Dancing at the New Carlton Café in Shanghai
(Odori Shanhai Nyukoruton shoken)

dated within the image at upper left, 1924, followed by artist's seal Koka, published by Yamamura Koka Hanga Kankokai (Publishing Committee for Yamamura Koka's Prints)

dai oban tate-e 11 1/8 in., 41.3 by 28.4 cm

Although born with the name Yoshitaka, this Tokyo artist used the art name Koka for paintings and usually employed the art name Toyonari for woodblock prints. He studied with Ogata Gekko (1859-1920) and graduated in 1907 from the Tokyo School of Fine Arts in Japanese-style painting. In 1916, publisher Watanabe Shozaburo saw one of Koka’s actor paintings exhibited at Inten and asked to make a print from it. Watanabe subsequently published three more actor prints by Koka, the last of which was issued in 1919. From 1920, Koka primarily self-published with the Yamamura Koka Hanga Kankokai (Publishing Committee for Yamamura Koka Prints).

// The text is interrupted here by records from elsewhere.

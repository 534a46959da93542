//! Object-level types and listing pages.

use std::collections::HashMap;

use chrono::{DateTime, Utc};
use serde::{Deserialize, Serialize};

/// User-supplied object metadata (header name → value).
///
/// Lookups are case-sensitive: `content-type` and `Content-Type` are
/// different keys.
pub type ObjectMetadata = HashMap<String, String>;

/// Metadata describing one object.
#[derive(Debug, Clone, Default, PartialEq, Eq, Serialize, Deserialize)]
pub struct ObjectInfo {
    /// Bucket the object was resolved against.
    pub bucket: String,
    /// Object name.
    pub name: String,
    /// Last modification time.
    pub mod_time: Option<DateTime<Utc>>,
    /// Size in bytes.
    pub size: u64,
    /// Whether the entry is a directory.
    pub is_dir: bool,
    /// Entity tag, when the store provides one.
    pub etag: String,
    /// MIME content type.
    pub content_type: String,
    /// Content encoding.
    pub content_encoding: String,
    /// Additional user-defined metadata.
    pub user_defined: ObjectMetadata,
}

/// One page of a V1 object listing.
#[derive(Debug, Clone, Default, PartialEq, Eq, Serialize, Deserialize)]
pub struct ListObjectsInfo {
    /// Whether more results are available.
    pub is_truncated: bool,
    /// Marker to resume a truncated listing.
    pub next_marker: String,
    /// Objects on this page.
    pub objects: Vec<ObjectInfo>,
    /// Pseudo-directory prefixes, each ending in `/`.
    pub prefixes: Vec<String>,
}

/// One page of a V2 object listing.
#[derive(Debug, Clone, Default, PartialEq, Eq, Serialize, Deserialize)]
pub struct ListObjectsV2Info {
    /// Whether more results are available.
    pub is_truncated: bool,
    /// Token the caller supplied.
    pub continuation_token: String,
    /// Token to resume a truncated listing.
    pub next_continuation_token: String,
    /// Objects on this page.
    pub objects: Vec<ObjectInfo>,
    /// Pseudo-directory prefixes, each ending in `/`.
    pub prefixes: Vec<String>,
}
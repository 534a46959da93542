//! Manta HTTP directory store.

pub mod auth;
pub mod client;
mod error;

pub use auth::{RsaSigner, Signer};
pub use client::{MantaClient, MantaClientConfig};
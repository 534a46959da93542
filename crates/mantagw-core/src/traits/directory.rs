//! Remote directory-store trait.
//!
//! A directory store is the outbound side of the gateway: a hierarchical
//! namespace of directories and objects addressed by absolute paths such
//! as `/stor/photos/cat.jpg`.

use std::fmt;
use std::pin::Pin;

use async_trait::async_trait;
use bytes::Bytes;
use chrono::{DateTime, Utc};
use futures::Stream;
use serde::{Deserialize, Serialize};

use crate::result::AppResult;

/// A byte stream type used for reading object contents.
pub type ByteStream = Pin<Box<dyn Stream<Item = Result<Bytes, std::io::Error>> + Send>>;

/// Content type the store reports for a directory fetched as an object.
pub const DIRECTORY_CONTENT_TYPE: &str = "application/x-json-stream; type=directory";

/// Kind of a directory listing entry.
#[derive(Debug, Clone, Copy, PartialEq, Eq, Hash, Serialize, Deserialize)]
#[serde(rename_all = "lowercase")]
pub enum EntryType {
    /// A sub-directory.
    Directory,
    /// A stored object (file).
    Object,
}

/// One entry returned by a directory listing.
#[derive(Debug, Clone, PartialEq, Eq, Serialize, Deserialize)]
pub struct DirectoryEntry {
    /// Entry name relative to the listed directory.
    pub name: String,
    /// Entry kind.
    #[serde(rename = "type")]
    pub entry_type: EntryType,
    /// Last modification time.
    #[serde(rename = "mtime")]
    pub modified_time: DateTime<Utc>,
    /// Size in bytes (objects only).
    #[serde(default, skip_serializing_if = "Option::is_none")]
    pub size: Option<u64>,
    /// Entity tag (objects only).
    #[serde(default, skip_serializing_if = "Option::is_none")]
    pub etag: Option<String>,
}

impl DirectoryEntry {
    /// Whether this entry is a directory.
    pub fn is_directory(&self) -> bool {
        self.entry_type == EntryType::Directory
    }
}

/// An object fetched from the store, with its body still unread.
pub struct RemoteObject {
    /// MIME content type.
    pub content_type: String,
    /// Body length in bytes.
    pub content_length: u64,
    /// Last modification time, when reported.
    pub last_modified: Option<DateTime<Utc>>,
    /// Entity tag, when reported.
    pub etag: Option<String>,
    /// Base64 MD5 of the body, when reported.
    pub content_md5: Option<String>,
    /// Object body.
    pub body: ByteStream,
}

impl fmt::Debug for RemoteObject {
    fn fmt(&self, f: &mut fmt::Formatter<'_>) -> fmt::Result {
        f.debug_struct("RemoteObject")
            .field("content_type", &self.content_type)
            .field("content_length", &self.content_length)
            .field("last_modified", &self.last_modified)
            .field("etag", &self.etag)
            .field("content_md5", &self.content_md5)
            .finish_non_exhaustive()
    }
}

/// Parameters for writing an object.
#[derive(Debug, Clone)]
pub struct PutObjectRequest {
    /// Absolute object path.
    pub path: String,
    /// Declared body length in bytes.
    pub content_length: u64,
    /// MIME content type; the store picks a default when absent.
    pub content_type: Option<String>,
    /// Object body.
    pub body: Bytes,
}

/// Trait for directory-oriented storage backends.
///
/// Implementations exist for a remote Manta service over HTTP and for the
/// local filesystem. Paths are absolute and already joined by the caller.
#[async_trait]
pub trait DirectoryStore: Send + Sync + fmt::Debug + 'static {
    /// Return the store type name (e.g., "manta", "local").
    fn provider_type(&self) -> &str;

    /// Create a directory. Creating an existing directory succeeds.
    async fn put_directory(&self, path: &str) -> AppResult<()>;

    /// List the entries of a directory.
    async fn list_directory(&self, path: &str) -> AppResult<Vec<DirectoryEntry>>;

    /// Delete an empty directory.
    async fn delete_directory(&self, path: &str) -> AppResult<()>;

    /// Fetch an object (or a directory rendered as an object).
    async fn get_object(&self, path: &str) -> AppResult<RemoteObject>;

    /// Write an object, replacing any existing one.
    async fn put_object(&self, request: PutObjectRequest) -> AppResult<()>;

    /// Delete an object.
    async fn delete_object(&self, path: &str) -> AppResult<()>;
}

In 1924 Koka published Dancing at the New Carlton Cafe as part of an untitled set of 10 prints which included landscapes, beautiful women, and bird and flower subjects. The dynamic composition of the interior view holds an unique place among all of Koka’s prints and, indeed, among shin hanga prints in general. It believed to be the first moga (modern girl) woodblock print and depicts taxi dancers at a trendy Shanghai hotel café. Displaying all the classic emblems of the moga, Koka’s women wear fashionable Western-style clothes of the Roaring Twenties, sport bobbed hair, makeup, and jewelry, and are enjoying cocktails. Although the precise ethnicity of the dancers is unclear, Shanghai had a large influx of White Russian refugees in 1922 after the Russian Civil War and it is well-documented that many such Russian women became taxi dancers in Shanghai’s famous cafés and nightclubs.

Koka employs bright, vivid colors to illustrate a nightlife scene full of gin, jazz, and carnal abandon. The woman’s fan is richly printed with a gold metallic, and its presence and the cut of the women’s clothes suggest that it is a hot summer evening. The background is also covered in a thin layer of shimmering mica, which further adds to the richness of the print while simultaneously conveying images of figures dancing in a cloud of cigarette smoke and bright lights.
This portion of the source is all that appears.